Loss-of-function mutations in the parkin-encoding PARK2 gene are a frequent cause of young-onset, autosomal recessive Parkinson's disease (PD). Parkin knockout mice have no nigro-striatal neuronal loss but exhibit abnormalities of striatal dopamine transmission and cortico-striatal synaptic function. How these predegenerative changes observed in vitro affect neural dynamics at the intact circuit level, however, remains hitherto elusive.
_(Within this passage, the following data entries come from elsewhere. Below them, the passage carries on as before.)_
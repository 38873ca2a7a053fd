//! A shell-like session over the `fs_op` operations.
//!
//! [`FsShell`] answers every call with `bool` or `Option` and keeps the most
//! recent failure in a slot that the caller inspects with
//! [`FsShell::error`]. Successful calls never touch the slot, so one check
//! after a batch of calls tells whether any of them failed. Each session owns
//! its slot; sessions are not shared between threads.

use std::fs::File;
use std::path::{Path, PathBuf};

use crate::fs_op::archive;
use crate::fs_op::copy::copy_with_buffer;
use crate::fs_op::create;
use crate::fs_op::error::{FsOpError, Result};
use crate::fs_op::files;
use crate::fs_op::glob;
use crate::fs_op::io::{self, OpenFlags};
use crate::fs_op::list::{self, DirectoryListing, StatMode};
use crate::fs_op::path;
use crate::fs_op::stat::{self, Stat};
use crate::settings::Settings;

#[derive(Debug, Default)]
pub struct FsShell {
    settings: Settings,
    last_error: Option<FsOpError>,
}

impl FsShell {
    pub fn new(settings: Settings) -> Self {
        Self {
            settings,
            last_error: None,
        }
    }

    pub fn settings(&self) -> &Settings {
        &self.settings
    }

    /// Message of the last recorded failure, clearing the slot when `clear`
    /// is set.
    pub fn error(&mut self, clear: bool) -> Option<String> {
        let msg = self.last_error.as_ref().map(ToString::to_string);
        if clear {
            self.last_error = None;
        }
        msg
    }

    pub fn last_error(&self) -> Option<&FsOpError> {
        self.last_error.as_ref()
    }

    /// Remove and return the last recorded failure.
    pub fn take_error(&mut self) -> Option<FsOpError> {
        self.last_error.take()
    }

    pub fn clear_error(&mut self) {
        self.last_error = None;
    }

    fn record<T>(&mut self, res: Result<T>) -> Option<T> {
        match res {
            Ok(v) => Some(v),
            Err(err) => {
                tracing::warn!(error = %err, "operation failed");
                self.last_error = Some(err);
                None
            }
        }
    }

    fn check(&mut self, res: Result<()>) -> bool {
        self.record(res).is_some()
    }

    /// `cp -r`; `src` may be a glob pattern. Uses the configured overwrite
    /// policy and buffer size.
    pub fn cp<Q: AsRef<Path>>(&mut self, src: &str, dst: Q) -> bool {
        let (overwrite, buffer) = (self.settings.overwrite, self.settings.copy_buffer_size);
        let dst = dst.as_ref();
        let res = glob::for_each_match(src, self.settings.glob_options(), |p| {
            copy_with_buffer(p, dst, overwrite, buffer)
        });
        self.check(res)
    }

    pub fn mv<Q: AsRef<Path>>(&mut self, src: &str, dst: Q) -> bool {
        let res = files::mv(src, dst, self.settings.glob_options());
        self.check(res)
    }

    pub fn rm(&mut self, pattern: &str) -> bool {
        let res = files::rm(pattern, self.settings.glob_options());
        self.check(res)
    }

    pub fn chmod(&mut self, pattern: &str, mode: u32) -> bool {
        let res = files::chmod(pattern, mode, self.settings.glob_options());
        self.check(res)
    }

    pub fn rchmod(&mut self, pattern: &str, mode: u32) -> bool {
        let res = files::rchmod(pattern, mode, self.settings.glob_options());
        self.check(res)
    }

    pub fn chown(&mut self, pattern: &str, uid: Option<u32>, gid: Option<u32>) -> bool {
        let res = files::chown(pattern, uid, gid, self.settings.glob_options());
        self.check(res)
    }

    pub fn rchown(&mut self, pattern: &str, uid: Option<u32>, gid: Option<u32>) -> bool {
        let res = files::rchown(pattern, uid, gid, self.settings.glob_options());
        self.check(res)
    }

    pub fn list<P: AsRef<Path>>(&mut self, path: P, mode: StatMode, dots: bool) -> Option<DirectoryListing> {
        let res = list::list(path, mode, dots);
        self.record(res)
    }

    pub fn ls<P: AsRef<Path>>(&mut self, path: P) -> Option<Vec<String>> {
        let res = list::ls(path);
        self.record(res)
    }

    pub fn lsl<P: AsRef<Path>>(&mut self, path: P) -> Option<DirectoryListing> {
        self.list(path, StatMode::Shallow, false)
    }

    pub fn lsal<P: AsRef<Path>>(&mut self, path: P) -> Option<DirectoryListing> {
        self.list(path, StatMode::Shallow, true)
    }

    pub fn lsls<P: AsRef<Path>>(&mut self, path: P) -> Option<DirectoryListing> {
        self.list(path, StatMode::FollowLinks, false)
    }

    pub fn lsals<P: AsRef<Path>>(&mut self, path: P) -> Option<DirectoryListing> {
        self.list(path, StatMode::FollowLinks, true)
    }

    pub fn tar<P: AsRef<Path>>(&mut self, src: P, dst: Option<&Path>) -> bool {
        let res = archive::tar_create_with(src, dst, self.settings.archive_options());
        self.check(res)
    }

    pub fn untar<P: AsRef<Path>>(&mut self, src: P, dst: Option<&Path>) -> bool {
        let res = archive::tar_extract(src, dst);
        self.check(res)
    }

    pub fn zip<P: AsRef<Path>>(&mut self, src: P, dst: Option<&Path>) -> bool {
        let res = archive::zip_create_with(src, dst, self.settings.archive_options());
        self.check(res)
    }

    pub fn unzip<P: AsRef<Path>>(&mut self, src: P, dst: Option<&Path>) -> bool {
        let res = archive::zip_extract(src, dst);
        self.check(res)
    }

    pub fn touch<P: AsRef<Path>>(&mut self, path: P) -> bool {
        let res = create::create_empty_file(path);
        self.check(res)
    }

    pub fn mkdir<P: AsRef<Path>>(&mut self, path: P) -> bool {
        let res = create::mkdir_all(path);
        self.check(res)
    }

    /// Open with an `fopen`-style flag string such as `"r"` or `"wx+"`.
    pub fn open<P: AsRef<Path>>(&mut self, path: P, flags: &str, mode: Option<u32>) -> Option<File> {
        let res = flags
            .parse::<OpenFlags>()
            .and_then(|flags| io::open(path, flags, mode));
        self.record(res)
    }

    pub fn close(&mut self, file: File) -> bool {
        let res = io::close(file);
        self.check(res)
    }

    pub fn read(&mut self, file: &File, buf: &mut [u8], position: Option<u64>) -> Option<usize> {
        let res = io::read(file, buf, position);
        self.record(res)
    }

    pub fn write(&mut self, file: &File, buf: &[u8], position: Option<u64>) -> Option<usize> {
        let res = io::write(file, buf, position);
        self.record(res)
    }

    pub fn readfile<P: AsRef<Path>>(&mut self, path: P) -> Option<Vec<u8>> {
        let res = io::read_file(path);
        self.record(res)
    }

    pub fn writefile<P: AsRef<Path>, D: AsRef<[u8]>>(&mut self, path: P, data: D) -> bool {
        let res = create::write_file(path, data);
        self.check(res)
    }

    /// Metadata of `path` following symlinks; absence is not a failure.
    pub fn exists<P: AsRef<Path>>(&self, path: P) -> Option<Stat> {
        stat::exists(path)
    }

    pub fn realpath<P: AsRef<Path>>(&self, p: P) -> PathBuf {
        path::resolve(p)
    }

    /// Path of `p` relative to `base`, or to the current directory.
    pub fn relpath<P: AsRef<Path>>(&self, p: P, base: Option<&Path>) -> PathBuf {
        match base {
            Some(base) => path::relative_to(p, base),
            None => path::relative_to_cwd(p),
        }
    }
}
Here, we recorded from motor cortex, striatum and globus pallidus (GP) of anesthetized parkin-deficient mice to assess cortex-basal ganglia circuit dynamics and to dissect cell type-specific functional connectivity in the presymptomatic phase of genetic PD.While ongoing activity of presumed striatal spiny projection neurons and their downstream counterparts in the GP was not different from controls, parkin deficiency had a differential impact on striatal interneurons: In parkin-mutant mice, tonically active neurons displayed elevated activity levels. Baseline firing rates of transgenic striatal fast spiking interneurons (FSI), on the contrary, were reduced and the correlational structure of the FSI microcircuitry was disrupted. The entire transgenic striatal microcircuit showed enhanced and phase-shifted phase coupling to slow (1-3 Hz) cortical population oscillations. Unexpectedly, local field potentials recorded from striatum and GP of parkin-mutant mice robustly displayed amplified beta oscillations (~22 Hz), phase-coupled to cortex. Parkin deficiency selectively increased spike-field coupling of FSIs to beta oscillations.Our findings suggest that loss of parkin function leads to amplifications of synchronized cortico-striatal oscillations and an intrastriatal reconfiguration of interneuronal circuits. This presymptomatic disarrangement of dynamic functional connectivity may precede nigro-striatal neurodegeneration and predispose to imbalance of striatal outflow accompanying symptomatic PD.